Out of the material that follows, write out exactly the lines from the line with "Ok(ProviderConfig::new(self.api_key()?)" to the line with "pub mod indexer;", both ends included, and no others.

═════ SOURCE MATERIAL ═════

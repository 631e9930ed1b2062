//! Deterministic provider fakes shared by the integration tests.

#![allow(dead_code)]

use std::sync::atomic::{AtomicUsize, Ordering};

use async_trait::async_trait;

use notevec_embed::{
    EmbeddingProvider, InputPurpose, ProviderError, RankedItem, RerankProvider,
    Result as ProviderResult,
};

/// Embedder that derives a stable pseudo-vector from the text bytes and
/// counts how many embed calls were made.
pub struct HashEmbedder {
    dim: usize,
    pub calls: AtomicUsize,
}

impl HashEmbedder {
    pub fn new(dim: usize) -> Self {
        Self {
            dim,
            calls: AtomicUsize::new(0),
        }
    }

    pub fn call_count(&self) -> usize {
        self.calls.load(Ordering::SeqCst)
    }
}

#[async_trait]
impl EmbeddingProvider for HashEmbedder {
    async fn embed(
        &self,
        texts: &[String],
        _purpose: InputPurpose,
    ) -> ProviderResult<Vec<Vec<f32>>> {
        self.calls.fetch_add(1, Ordering::SeqCst);
        Ok(texts
            .iter()
            .map(|text| {
                let seed = text
                    .bytes()
                    .fold(0u64, |acc, b| acc.wrapping_mul(31).wrapping_add(b as u64));
                (0..self.dim)
                    .map(|i| (((seed >> (i % 48)) & 0xff) as f32) / 255.0)
                    .collect()
            })
            .collect())
    }

    fn dimension(&self) -> usize {
        self.dim
    }

    fn provider_name(&self) -> &str {
        "hash-mock"
    }
}

/// Embedder that returns the same fixed vector for every text.
pub struct StaticEmbedder {
    pub vector: Vec<f32>,
}

impl StaticEmbedder {
    pub fn new(vector: Vec<f32>) -> Self {
        Self { vector }
    }
}

#[async_trait]
impl EmbeddingProvider for StaticEmbedder {
    async fn embed(
        &self,
        texts: &[String],
        _purpose: InputPurpose,
    ) -> ProviderResult<Vec<Vec<f32>>> {
        Ok(texts.iter().map(|_| self.vector.clone()).collect())
    }

    fn dimension(&self) -> usize {
        self.vector.len()
    }

    fn provider_name(&self) -> &str {
        "static-mock"
    }
}

/// Reranker that replays a scripted response and counts calls.
pub struct ScriptedReranker {
    pub response: Vec<RankedItem>,
    pub calls: AtomicUsize,
}

impl ScriptedReranker {
    pub fn new(response: Vec<RankedItem>) -> Self {
        Self {
            response,
            calls: AtomicUsize::new(0),
        }
    }

    pub fn call_count(&self) -> usize {
        self.calls.load(Ordering::SeqCst)
    }
}

#[async_trait]
impl RerankProvider for ScriptedReranker {
    async fn rerank(
        &self,
        _query: &str,
        _documents: &[String],
        _top_n: usize,
    ) -> ProviderResult<Vec<RankedItem>> {
        self.calls.fetch_add(1, Ordering::SeqCst);
        Ok(self.response.clone())
    }
}

/// Reranker that fails every call.
pub struct FailingReranker;

#[async_trait]
impl RerankProvider for FailingReranker {
    async fn rerank(
        &self,
        _query: &str,
        _documents: &[String],
        _top_n: usize,
    ) -> ProviderResult<Vec<RankedItem>> {
        Err(ProviderError::EmptyResponse)
    }
}
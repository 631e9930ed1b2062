//! TOML configuration loaded from the XDG config directory.

use std::fs;
use std::path::{Path, PathBuf};
use std::time::Duration;

use anyhow::{Context, Result};
use notevec_embed::ProviderConfig;
use serde::Deserialize;

const APP_PREFIX: &str = "notevec";
const CONFIG_FILE: &str = "config.toml";
const DB_FILE: &str = "notevec.db";

/// User configuration.
///
/// Loaded from `$XDG_CONFIG_HOME/notevec/config.toml`; a missing file yields
/// the defaults below. `COHERE_API_KEY` in the environment takes precedence
/// over the file.
#[derive(Debug, Clone, Deserialize)]
#[serde(default)]
pub struct Config {
    pub cohere_api_key: String,
    pub notes_dir: Option<PathBuf>,
    pub embed_model: String,
    pub rerank_model: String,
    pub embed_dim: usize,
    pub request_timeout_secs: u64,
}

impl Default for Config {
    fn default() -> Self {
        Self {
            cohere_api_key: String::new(),
            notes_dir: None,
            embed_model: "embed-v4.0".to_string(),
            rerank_model: "rerank-v3.5".to_string(),
            embed_dim: 1024,
            request_timeout_secs: 60,
        }
    }
}

impl Config {
    pub fn config_path() -> Result<PathBuf> {
        let dir = xdg::BaseDirectories::with_prefix(APP_PREFIX)
            .get_config_home()
            .context("could not determine XDG config home directory")?;
        Ok(dir.join(CONFIG_FILE))
    }

    /// Path of the SQLite index, under the XDG data directory.
    pub fn db_path() -> Result<PathBuf> {
        let dir = xdg::BaseDirectories::with_prefix(APP_PREFIX)
            .get_data_home()
            .context("could not determine XDG data home directory")?;
        fs::create_dir_all(&dir)
            .with_context(|| format!("failed to create data directory {}", dir.display()))?;
        Ok(dir.join(DB_FILE))
    }

    pub fn load() -> Result<Self> {
        let path = Self::config_path()?;
        Self::load_from(&path)
    }

    pub fn load_from(path: &Path) -> Result<Self> {
        match fs::read_to_string(path) {
            Ok(raw) => toml::from_str(&raw)
                .with_context(|| format!("failed to parse config {}", path.display())),
            Err(err) if err.kind() == std::io::ErrorKind::NotFound => Ok(Self::default()),
            Err(err) => {
                Err(err).with_context(|| format!("failed to read config {}", path.display()))
            }
        }
    }

    /// Resolve the API key, preferring the environment over the file.
    pub fn api_key(&self) -> Result<String> {
        if let Ok(key) = std::env::var("COHERE_API_KEY") {
            if !key.is_empty() {
                return Ok(key);
            }
        }
        if !self.cohere_api_key.is_empty() {
            return Ok(self.cohere_api_key.clone());
        }
        anyhow::bail!(
            "no Cohere API key configured; set COHERE_API_KEY or add cohere_api_key to {}",
            Self::config_path()
                .map(|p| p.display().to_string())
                .unwrap_or_else(|_| "the config file".to_string())
        )
    }

    /// The configured notes directory, required for every command.
    pub fn notes_dir(&self) -> Result<&Path> {
        self.notes_dir.as_deref().with_context(|| {
            format!(
                "notes_dir is not configured; add it to {} or pass --notes-dir",
                Self::config_path()
                    .map(|p| p.display().to_string())
                    .unwrap_or_else(|_| "the config file".to_string())
            )
        })
    }

    pub fn provider_config(&self) -> Result<ProviderConfig> {
        Ok(ProviderConfig::new(self.api_key()?)
            .with_embed_model(self.embed_model.clone())
            .with_rerank_model(self.rerank_model.clone())
            .with_embed_dim(self.embed_dim)
            .with_timeout(Duration::from_secs(self.request_timeout_secs)))
    }
}
pub mod indexer;
pub mod pending;
pub mod watcher;

pub use indexer::{EMBED_BATCH_SIZE, Indexer, PendingEmbedding, Progress, ProgressFn};
pub use pending::PendingSet;
pub use watcher::{NoteWatcher, WatcherConfig};
//! notevec-retriever: semantic indexing and search over a notes directory.
//!
//! This crate wires the workspace together: it walks a directory of Markdown
//! notes, chunks them with `notevec-context`, embeds chunks through a
//! `notevec-embed` provider, persists everything in SQLite, and answers
//! queries with vector search plus a rerank pass.
//!
//! ## Key Modules
//!
//! - **[`storage`]**: the SQLite store for documents, chunks, and embeddings
//! - **[`indexing`]**: incremental reconcile, the embedding batcher, and the
//!   debounced file watcher
//! - **[`search`]**: the query → vector search → rerank pipeline
//! - **[`config`]**: TOML configuration under the XDG directories
//!
//! ## Data Flow
//!
//! ```text
//! Watcher/CLI → Indexer → Chunker → NoteIndex (chunks)
//!                                       ↓
//!                         Embedding batcher → NoteIndex (vectors)
//!
//! query → Searcher → NoteIndex::search_similar → rerank → ranked results
//! ```

pub mod config;
pub mod indexing;
pub mod search;
pub mod storage;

═════

* REPLY *
        Ok(ProviderConfig::new(self.api_key()?)
            .with_embed_model(self.embed_model.clone())
            .with_rerank_model(self.rerank_model.clone())
            .with_embed_dim(self.embed_dim)
            .with_timeout(Duration::from_secs(self.request_timeout_secs)))
    }
}
pub mod indexer;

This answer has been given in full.